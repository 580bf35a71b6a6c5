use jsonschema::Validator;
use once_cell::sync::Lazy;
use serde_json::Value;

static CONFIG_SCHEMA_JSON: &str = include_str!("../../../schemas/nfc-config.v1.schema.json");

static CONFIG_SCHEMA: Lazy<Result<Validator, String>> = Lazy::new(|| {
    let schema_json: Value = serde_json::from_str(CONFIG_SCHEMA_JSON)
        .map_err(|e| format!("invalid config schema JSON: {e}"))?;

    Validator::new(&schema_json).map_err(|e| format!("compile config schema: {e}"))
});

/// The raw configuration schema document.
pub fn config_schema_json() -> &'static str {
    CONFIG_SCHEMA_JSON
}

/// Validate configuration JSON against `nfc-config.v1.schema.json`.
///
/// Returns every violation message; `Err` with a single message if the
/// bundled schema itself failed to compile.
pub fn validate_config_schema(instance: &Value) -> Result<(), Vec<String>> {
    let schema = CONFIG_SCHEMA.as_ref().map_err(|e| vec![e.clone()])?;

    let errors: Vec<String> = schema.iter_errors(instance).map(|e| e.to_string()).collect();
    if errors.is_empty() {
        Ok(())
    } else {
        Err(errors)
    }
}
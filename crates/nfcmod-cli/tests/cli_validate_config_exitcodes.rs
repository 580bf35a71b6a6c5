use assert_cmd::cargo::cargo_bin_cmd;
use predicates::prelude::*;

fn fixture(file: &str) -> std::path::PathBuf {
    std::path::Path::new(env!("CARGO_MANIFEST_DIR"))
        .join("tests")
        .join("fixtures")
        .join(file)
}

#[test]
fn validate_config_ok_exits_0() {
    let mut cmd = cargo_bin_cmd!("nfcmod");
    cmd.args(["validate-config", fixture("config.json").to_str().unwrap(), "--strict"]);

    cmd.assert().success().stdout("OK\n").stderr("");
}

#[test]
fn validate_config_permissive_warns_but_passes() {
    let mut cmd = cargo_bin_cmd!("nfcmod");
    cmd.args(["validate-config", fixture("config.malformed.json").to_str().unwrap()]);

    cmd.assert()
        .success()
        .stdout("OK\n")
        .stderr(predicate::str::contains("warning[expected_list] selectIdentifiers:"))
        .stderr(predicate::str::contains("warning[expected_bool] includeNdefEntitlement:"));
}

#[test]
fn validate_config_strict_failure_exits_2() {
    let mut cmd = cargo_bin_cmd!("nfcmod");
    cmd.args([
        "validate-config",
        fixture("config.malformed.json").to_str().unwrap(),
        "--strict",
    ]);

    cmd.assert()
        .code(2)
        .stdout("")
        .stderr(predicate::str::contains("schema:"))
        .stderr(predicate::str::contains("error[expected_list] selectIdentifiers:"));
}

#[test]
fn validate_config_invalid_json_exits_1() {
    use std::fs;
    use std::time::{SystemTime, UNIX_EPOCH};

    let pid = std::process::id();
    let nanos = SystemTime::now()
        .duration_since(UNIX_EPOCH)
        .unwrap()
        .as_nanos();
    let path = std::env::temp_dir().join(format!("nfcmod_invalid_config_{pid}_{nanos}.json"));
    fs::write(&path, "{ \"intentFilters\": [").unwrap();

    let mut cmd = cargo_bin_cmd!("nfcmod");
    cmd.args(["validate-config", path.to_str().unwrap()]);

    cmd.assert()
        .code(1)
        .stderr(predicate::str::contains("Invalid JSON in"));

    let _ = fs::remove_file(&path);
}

::::

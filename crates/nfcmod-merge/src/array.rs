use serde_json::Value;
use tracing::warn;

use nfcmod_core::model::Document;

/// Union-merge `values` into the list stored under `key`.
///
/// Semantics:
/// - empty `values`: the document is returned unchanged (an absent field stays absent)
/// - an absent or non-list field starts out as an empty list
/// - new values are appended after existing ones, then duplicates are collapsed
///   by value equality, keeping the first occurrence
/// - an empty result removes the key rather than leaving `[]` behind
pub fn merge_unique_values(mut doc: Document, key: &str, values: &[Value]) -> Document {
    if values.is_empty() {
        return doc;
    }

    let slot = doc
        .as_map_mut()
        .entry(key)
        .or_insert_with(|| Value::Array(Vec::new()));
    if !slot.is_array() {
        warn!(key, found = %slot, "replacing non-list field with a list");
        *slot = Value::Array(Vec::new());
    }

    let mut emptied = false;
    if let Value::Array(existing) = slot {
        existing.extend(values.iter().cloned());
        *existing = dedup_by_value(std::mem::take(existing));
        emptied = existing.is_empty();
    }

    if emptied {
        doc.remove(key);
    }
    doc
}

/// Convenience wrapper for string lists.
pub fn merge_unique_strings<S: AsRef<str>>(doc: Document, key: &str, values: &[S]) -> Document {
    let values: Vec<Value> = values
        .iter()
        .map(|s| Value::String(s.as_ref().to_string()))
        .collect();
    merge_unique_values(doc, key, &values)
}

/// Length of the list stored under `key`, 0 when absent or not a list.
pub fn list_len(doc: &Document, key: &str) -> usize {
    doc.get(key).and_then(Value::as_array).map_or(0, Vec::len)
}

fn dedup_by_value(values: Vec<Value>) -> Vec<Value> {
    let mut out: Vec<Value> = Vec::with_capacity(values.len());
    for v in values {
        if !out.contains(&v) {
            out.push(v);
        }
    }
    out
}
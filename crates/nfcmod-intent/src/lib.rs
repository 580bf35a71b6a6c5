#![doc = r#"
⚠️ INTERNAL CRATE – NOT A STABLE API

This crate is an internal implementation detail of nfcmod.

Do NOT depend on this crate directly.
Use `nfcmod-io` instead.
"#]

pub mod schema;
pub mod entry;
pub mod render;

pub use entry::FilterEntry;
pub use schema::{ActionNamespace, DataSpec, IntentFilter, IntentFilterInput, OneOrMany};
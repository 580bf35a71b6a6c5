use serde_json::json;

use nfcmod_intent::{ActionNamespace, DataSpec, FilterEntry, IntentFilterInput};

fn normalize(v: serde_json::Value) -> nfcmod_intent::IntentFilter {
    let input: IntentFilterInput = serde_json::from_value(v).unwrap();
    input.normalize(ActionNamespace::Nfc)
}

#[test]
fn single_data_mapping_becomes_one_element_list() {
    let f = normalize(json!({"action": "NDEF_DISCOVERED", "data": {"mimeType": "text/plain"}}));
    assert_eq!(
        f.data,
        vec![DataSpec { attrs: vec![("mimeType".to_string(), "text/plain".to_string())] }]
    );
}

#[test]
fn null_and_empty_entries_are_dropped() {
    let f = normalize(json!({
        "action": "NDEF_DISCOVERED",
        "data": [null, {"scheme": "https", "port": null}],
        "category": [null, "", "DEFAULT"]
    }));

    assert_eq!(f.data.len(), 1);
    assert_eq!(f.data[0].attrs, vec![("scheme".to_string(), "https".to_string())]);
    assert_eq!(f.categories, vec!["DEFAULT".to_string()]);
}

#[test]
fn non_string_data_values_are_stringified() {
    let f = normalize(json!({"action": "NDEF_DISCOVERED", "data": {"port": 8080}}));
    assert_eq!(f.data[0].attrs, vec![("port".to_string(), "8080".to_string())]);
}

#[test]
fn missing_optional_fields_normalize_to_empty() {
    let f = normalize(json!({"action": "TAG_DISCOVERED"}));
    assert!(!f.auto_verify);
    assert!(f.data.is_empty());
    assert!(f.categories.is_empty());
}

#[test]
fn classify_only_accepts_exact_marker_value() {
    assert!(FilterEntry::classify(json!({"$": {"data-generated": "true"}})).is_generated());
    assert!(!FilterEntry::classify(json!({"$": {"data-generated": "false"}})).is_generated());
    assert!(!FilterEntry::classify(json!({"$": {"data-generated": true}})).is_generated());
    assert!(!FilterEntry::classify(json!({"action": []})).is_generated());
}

::::

§ **Problem statement**:
Using the listing above, report each line that mentions the word "args".

§ **Solution to the problem**:
    cmd.args(["validate-config", fixture("config.json").to_str().unwrap(), "--strict"]);
    cmd.args(["validate-config", fixture("config.malformed.json").to_str().unwrap()]);
    cmd.args([
    cmd.args(["validate-config", path.to_str().unwrap()]);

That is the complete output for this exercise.